What you need to do:
Using the string "that" as the key, pull each matching line out of the records below.

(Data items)
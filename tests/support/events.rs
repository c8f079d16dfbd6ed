//! Log capture for asserting on emitted tracing events.

use std::collections::HashMap;
use std::sync::{Arc, Mutex};

use tracing::{Event, Level, Subscriber};
use tracing_subscriber::layer::{Context, Layer};
use tracing_subscriber::prelude::*;

/// Events seen while a closure ran, counted per level.
#[derive(Clone, Default)]
pub struct Events {
    counts: Arc<Mutex<HashMap<Level, usize>>>,
}

impl Events {
    pub fn count(&self, level: Level) -> usize {
        self.counts.lock().unwrap().get(&level).copied().unwrap_or(0)
    }

    pub fn warnings(&self) -> usize {
        self.count(Level::WARN)
    }

    pub fn errors(&self) -> usize {
        self.count(Level::ERROR)
    }
}

impl<S: Subscriber> Layer<S> for Events {
    fn on_event(&self, event: &Event<'_>, _ctx: Context<'_, S>) {
        *self
            .counts
            .lock()
            .unwrap()
            .entry(*event.metadata().level())
            .or_default() += 1;
    }
}

/// Run `f` with a subscriber that counts events on this thread.
pub fn capture<T>(f: impl FnOnce() -> T) -> (T, Events) {
    let events = Events::default();
    let subscriber = tracing_subscriber::registry().with(events.clone());
    let out = tracing::subscriber::with_default(subscriber, f);
    (out, events)
}
//! In-process stand-ins for the gpg engine and the key service.

use std::cell::RefCell;
use std::collections::HashMap;
use std::rc::Rc;

use confcrypt::core::cipher::{Engine, KeyService};
use confcrypt::error::CipherError;

use super::fixtures::*;

/// Engine that opens a fixed set of armored messages.
#[derive(Clone)]
pub struct StubEngine {
    secrets: HashMap<String, String>,
    available: bool,
    calls: Rc<RefCell<Vec<String>>>,
}

impl StubEngine {
    pub fn new() -> Self {
        let mut secrets = HashMap::new();
        secrets.insert(ARMORED.to_string(), ARMORED_PLAINTEXT.to_string());
        Self {
            secrets,
            available: true,
            calls: Rc::default(),
        }
    }

    pub fn with_secret(mut self, armored: &str, plaintext: &str) -> Self {
        self.secrets.insert(armored.to_string(), plaintext.to_string());
        self
    }

    pub fn unavailable(mut self) -> Self {
        self.available = false;
        self
    }

    /// Ciphertexts the engine was asked to decrypt, in order.
    pub fn calls(&self) -> Vec<String> {
        self.calls.borrow().clone()
    }
}

impl Engine for StubEngine {
    fn name(&self) -> &'static str {
        "stub-gpg"
    }

    fn available(&self) -> bool {
        self.available
    }

    fn decrypt(&self, armored: &str) -> Result<String, CipherError> {
        self.calls.borrow_mut().push(armored.to_string());
        self.secrets
            .get(armored)
            .cloned()
            .ok_or_else(|| CipherError::DecryptionFailed("No secret key".into()))
    }
}

/// What the stub key service answers for a blob.
#[derive(Clone)]
pub enum Reply {
    Plaintext(Vec<u8>),
    AccessDenied,
    Fail(&'static str),
}

/// Key service answering from a fixed table.
///
/// Unknown blobs are answered with `InvalidCiphertextException`.
#[derive(Clone)]
pub struct StubKms {
    replies: HashMap<Vec<u8>, Reply>,
    calls: Rc<RefCell<Vec<Vec<u8>>>>,
}

impl StubKms {
    pub fn new() -> Self {
        let mut replies = HashMap::new();
        replies.insert(KMS_BLOB.to_vec(), Reply::Plaintext(b"secret".to_vec()));
        replies.insert(KMS_DENIED_BLOB.to_vec(), Reply::AccessDenied);
        replies.insert(KMS_BROKEN_BLOB.to_vec(), Reply::Fail("ThrottlingException"));
        Self {
            replies,
            calls: Rc::default(),
        }
    }

    pub fn with_reply(mut self, blob: &[u8], reply: Reply) -> Self {
        self.replies.insert(blob.to_vec(), reply);
        self
    }

    /// Blobs the service was asked to decrypt, in order.
    pub fn calls(&self) -> Vec<Vec<u8>> {
        self.calls.borrow().clone()
    }
}

impl KeyService for StubKms {
    fn name(&self) -> &'static str {
        "stub-kms"
    }

    fn decrypt(&self, blob: &[u8]) -> Result<Vec<u8>, CipherError> {
        self.calls.borrow_mut().push(blob.to_vec());
        match self.replies.get(blob) {
            Some(Reply::Plaintext(p)) => Ok(p.clone()),
            Some(Reply::AccessDenied) => Err(CipherError::AccessDenied(
                "AccessDeniedException: not authorized".into(),
            )),
            Some(Reply::Fail(code)) => Err(CipherError::Service(code.to_string())),
            None => Err(CipherError::Service("InvalidCiphertextException".into())),
        }
    }
}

Answer space:
/// Run `f` with a subscriber that counts events on this thread.
/// Engine that opens a fixed set of armored messages.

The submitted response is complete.